Lomepal : C’est que la popularité a méchamment chamboulé ma vie amoureuse. Avant, mes émotions étaient simples. Quand j’étais attiré par une fille, je me donnais à fond pour la séduire. Une fois en couple, je ne me posais aucune question. Je profitais simplement de l’instant. Désormais, je multiplie les conquêtes sans m’investir. Parce que je ne sais jamais si l’autre m’aime pour ce que je suis ou ce que je représente. Alors, j’enchaîne les relations éphémères. Je tourne en boucle en ressassant les mêmes histoires à des filles différentes.
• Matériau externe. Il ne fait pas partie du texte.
use crate::ids::UserId;
use serde::{Deserialize, Serialize};

/// Row of the `profiles` table, one per identity.
#[derive(Debug, Clone, PartialEq, Eq, Serialize, Deserialize)]
pub struct Profile {
    pub id: UserId,
    #[serde(default)]
    pub full_name: Option<String>,
    #[serde(default)]
    pub username: Option<String>,
    #[serde(default)]
    pub avatar_url: Option<String>,
}

impl Profile {
    /// Profile with no fields filled in.
    pub fn empty(id: UserId) -> Self {
        Self {
            id,
            full_name: None,
            username: None,
            avatar_url: None,
        }
    }

    /// Name shown in the header: full name, then username, then the fallback.
    pub fn display_name<'a>(&'a self, fallback: &'a str) -> &'a str {
        non_empty(self.full_name.as_deref())
            .or_else(|| non_empty(self.username.as_deref()))
            .unwrap_or(fallback)
    }

    /// Applies a committed update to this row.
    pub fn apply(&mut self, update: &ProfileUpdate) {
        self.full_name = update.full_name.clone();
        self.username = update.username.clone();
        self.avatar_url = update.avatar_url.clone();
    }
}

fn non_empty(value: Option<&str>) -> Option<&str> {
    value.filter(|s| !s.is_empty())
}

/// Body of `PATCH /rest/v1/profiles?id=eq.<id>`.
///
/// All three columns are always written; `avatar_url: None` clears the avatar.
#[derive(Debug, Clone, PartialEq, Eq, Serialize, Deserialize)]
pub struct ProfileUpdate {
    pub full_name: Option<String>,
    pub username: Option<String>,
    pub avatar_url: Option<String>,
}
//! In-process account backend.
//!
//! Behaves like the hosted service for the parts the client relies on:
//! password sign-in, session notifications, the `profiles` table with its
//! unique username constraint, and row-level checks that only the signed-in
//! user may update their own row. Used by tests and offline runs.

use std::sync::{Mutex, MutexGuard, PoisonError};

use dashmap::DashMap;
use merx_shared::api::auth::{Identity, SessionEvent};
use merx_shared::api::profile::{Profile, ProfileUpdate};
use merx_shared::ids::UserId;
use tokio::sync::{broadcast, oneshot};

use crate::backend::AccountBackend;
use crate::error::AccountError;

const SESSION_EVENT_CAPACITY: usize = 64;

struct Account {
    identity: Identity,
    password: String,
}

struct UpdateGate {
    entered: oneshot::Sender<()>,
    release: oneshot::Receiver<()>,
}

pub struct MemoryBackend {
    accounts: DashMap<String, Account>,
    profiles: DashMap<UserId, Profile>,
    session: Mutex<Option<Identity>>,
    events: broadcast::Sender<SessionEvent>,
    fail_session_lookup: Mutex<bool>,
    update_gate: Mutex<Option<UpdateGate>>,
}

impl MemoryBackend {
    pub fn new() -> Self {
        let (events, _) = broadcast::channel(SESSION_EVENT_CAPACITY);
        Self {
            accounts: DashMap::new(),
            profiles: DashMap::new(),
            session: Mutex::new(None),
            events,
            fail_session_lookup: Mutex::new(false),
            update_gate: Mutex::new(None),
        }
    }

    /// Register an account together with its (empty) profile row.
    pub fn add_account(&self, email: &str, password: &str) -> Identity {
        let identity = Identity {
            id: UserId::new(),
            email: email.to_string(),
        };
        self.accounts.insert(
            email.to_string(),
            Account {
                identity: identity.clone(),
                password: password.to_string(),
            },
        );
        self.profiles.insert(identity.id, Profile::empty(identity.id));
        identity
    }

    pub fn insert_profile(&self, profile: Profile) {
        self.profiles.insert(profile.id, profile);
    }

    pub fn remove_profile(&self, id: UserId) {
        self.profiles.remove(&id);
    }

    pub fn profile(&self, id: UserId) -> Option<Profile> {
        self.profiles.get(&id).map(|p| p.clone())
    }

    /// Re-issue the current session's token, as the hosted service does on expiry.
    pub fn refresh_session(&self) -> Option<Identity> {
        let identity = self.lock_session().clone()?;
        let _ = self
            .events
            .send(SessionEvent::token_refreshed(identity.clone()));
        Some(identity)
    }

    /// Make [`AccountBackend::current_session`] fail until reset.
    pub fn fail_session_lookup(&self, fail: bool) {
        *lock(&self.fail_session_lookup) = fail;
    }

    /// Pause the next profile update once it has passed its auth check.
    ///
    /// Returns a receiver that fires when the update is parked and a sender
    /// that lets it continue.
    pub fn hold_next_update(&self) -> (oneshot::Receiver<()>, oneshot::Sender<()>) {
        let (entered_tx, entered_rx) = oneshot::channel();
        let (release_tx, release_rx) = oneshot::channel();
        *lock(&self.update_gate) = Some(UpdateGate {
            entered: entered_tx,
            release: release_rx,
        });
        (entered_rx, release_tx)
    }

    fn lock_session(&self) -> MutexGuard<'_, Option<Identity>> {
        lock(&self.session)
    }

    fn emit(&self, event: SessionEvent) {
        // No subscribers is fine.
        let _ = self.events.send(event);
    }
}

impl Default for MemoryBackend {
    fn default() -> Self {
        Self::new()
    }
}

fn lock<T>(mutex: &Mutex<T>) -> MutexGuard<'_, T> {
    mutex.lock().unwrap_or_else(PoisonError::into_inner)
}

#[async_trait::async_trait]
impl AccountBackend for MemoryBackend {
    async fn current_session(&self) -> Result<Option<Identity>, AccountError> {
        if *lock(&self.fail_session_lookup) {
            return Err(AccountError::Remote("session lookup unavailable".into()));
        }
        Ok(self.lock_session().clone())
    }

    fn session_events(&self) -> broadcast::Receiver<SessionEvent> {
        self.events.subscribe()
    }

    async fn sign_in_with_password(
        &self,
        email: &str,
        password: &str,
    ) -> Result<Identity, AccountError> {
        let identity = match self.accounts.get(email) {
            Some(account) if account.password == password => account.identity.clone(),
            _ => return Err(AccountError::Unauthenticated),
        };
        *self.lock_session() = Some(identity.clone());
        self.emit(SessionEvent::signed_in(identity.clone()));
        Ok(identity)
    }

    async fn sign_out(&self) -> Result<(), AccountError> {
        self.lock_session().take();
        self.emit(SessionEvent::signed_out());
        Ok(())
    }

    async fn get_profile(&self, id: UserId) -> Result<Profile, AccountError> {
        self.profile(id).ok_or(AccountError::NotFound)
    }

    async fn update_profile(
        &self,
        id: UserId,
        update: &ProfileUpdate,
    ) -> Result<(), AccountError> {
        if self.lock_session().as_ref().map(|i| i.id) != Some(id) {
            return Err(AccountError::Unauthenticated);
        }

        let gate = lock(&self.update_gate).take();
        if let Some(gate) = gate {
            let _ = gate.entered.send(());
            let _ = gate.release.await;
        }

        if let Some(username) = update.username.as_deref().filter(|u| !u.is_empty()) {
            let taken = self
                .profiles
                .iter()
                .any(|p| p.id != id && p.username.as_deref() == Some(username));
            if taken {
                return Err(AccountError::DuplicateUsername);
            }
        }

        let mut row = self.profiles.get_mut(&id).ok_or(AccountError::NotFound)?;
        row.apply(update);
        Ok(())
    }

    async fn username_taken(&self, username: &str, except: UserId) -> Result<bool, AccountError> {
        Ok(self
            .profiles
            .iter()
            .any(|p| p.id != except && p.username.as_deref() == Some(username)))
    }
}
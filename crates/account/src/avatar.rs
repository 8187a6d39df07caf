//! Avatar file naming and address helpers.

use merx_shared::constants::CACHE_BUST_PARAM;
use reqwest::Url;

/// An image picked by the user, not yet uploaded.
#[derive(Debug, Clone, PartialEq, Eq)]
pub struct AvatarFile {
    pub file_name: String,
    pub content_type: Option<String>,
    pub bytes: Vec<u8>,
}

impl AvatarFile {
    pub fn new(file_name: impl Into<String>, bytes: Vec<u8>) -> Self {
        Self {
            file_name: file_name.into(),
            content_type: None,
            bytes,
        }
    }

    pub fn with_content_type(mut self, content_type: impl Into<String>) -> Self {
        self.content_type = Some(content_type.into());
        self
    }

    pub fn extension(&self) -> Option<&str> {
        extension_of(&self.file_name)
    }
}

fn extension_of(file_name: &str) -> Option<&str> {
    let (_, ext) = file_name.rsplit_once('.')?;
    if ext.is_empty() || !ext.chars().all(|c| c.is_ascii_alphanumeric()) {
        return None;
    }
    Some(ext)
}

/// Fresh storage name for an uploaded avatar: `<unix-millis>_<random>.<ext>`.
///
/// The extension of `original` is kept when it is plain ASCII alphanumeric;
/// otherwise the name gets none.
pub fn generate_avatar_name(original: &str) -> String {
    let millis = chrono::Utc::now().timestamp_millis();
    let nonce: u64 = rand::random();
    match extension_of(original) {
        Some(ext) => format!("{millis}_{nonce}.{ext}"),
        None => format!("{millis}_{nonce}"),
    }
}

/// Storage name referenced by an avatar address.
///
/// Absolute URLs yield their last path segment; anything else is treated as a
/// plain path. Query strings and fragments are ignored.
pub fn file_name_from_address(address: &str) -> Option<String> {
    if let Ok(url) = Url::parse(address) {
        return url
            .path_segments()
            .and_then(|mut segments| segments.next_back())
            .filter(|s| !s.is_empty())
            .map(str::to_owned);
    }

    let path = address
        .split(['?', '#'])
        .next()
        .unwrap_or_default();
    path.rsplit('/')
        .next()
        .filter(|s| !s.is_empty())
        .map(str::to_owned)
}

/// Appends a cache-busting token so clients refetch a replaced image.
pub fn with_cache_bust(address: &str, token: i64) -> String {
    let separator = if address.contains('?') { '&' } else { '?' };
    format!("{address}{separator}{CACHE_BUST_PARAM}={token}")
}
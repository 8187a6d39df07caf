/// Shared error type surfaced to views and notices.
#[derive(Debug, Clone, PartialEq, Eq, thiserror::Error)]
pub enum MerxError {
    #[error("not found")]
    NotFound,

    #[error("not authenticated")]
    Unauthenticated,

    #[error("username already in use")]
    DuplicateUsername,

    #[error("validation error: {0}")]
    Validation(String),

    #[error("update failed: {0}")]
    UpdateFailed(String),

    #[error("remote error: {0}")]
    Remote(String),

    #[error("internal error: {0}")]
    Internal(String),
}

impl MerxError {
    /// Whether the user can fix the problem and resubmit the same form.
    pub fn is_user_correctable(&self) -> bool {
        matches!(
            self,
            MerxError::DuplicateUsername
                | MerxError::Validation(_)
                | MerxError::UpdateFailed(_)
                | MerxError::Remote(_)
        )
    }
}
C’est moche. Le pire ? C’est qu’on ne veut jamais être seul…

Roméo Elvis chante avec vous sur 1000°C. Selon une rumeur persistante, vous avez un projet ensemble. Où en est-il ?
Lomepal : Notre duo devait s’appeler… 1000°C. C’est pour cette raison que nous avons choisi de mettre ce titre sur le morceau. C’est un clin d’œil : une façon de tourner la page. Le seul morceau abouti de cette période, c’était Billet. Un titre qui s’est finalement retrouvé sur mon premier album. Si nous trouvons le temps de monter un projet ensemble à l’avenir, on repartira d’une page blanche.

L’autre invité bruxellois, c’est JeanJass. Il chante sur X-men, mais sans Caballero…
Lomepal : Je voulais faire un morceau avec JeanJass. Caballero était sur l’album précédent. Cette fois, il a supervisé la production de Jeannine en me donnant des conseils. Caballero et moi, nous n’avons pas besoin d’un featuring pour nous entendre. Entre nous, c’est plus que de l’amitié. Je le considère comme mon frère. Caba, il dort chez moi. Même quand je ne suis pas là.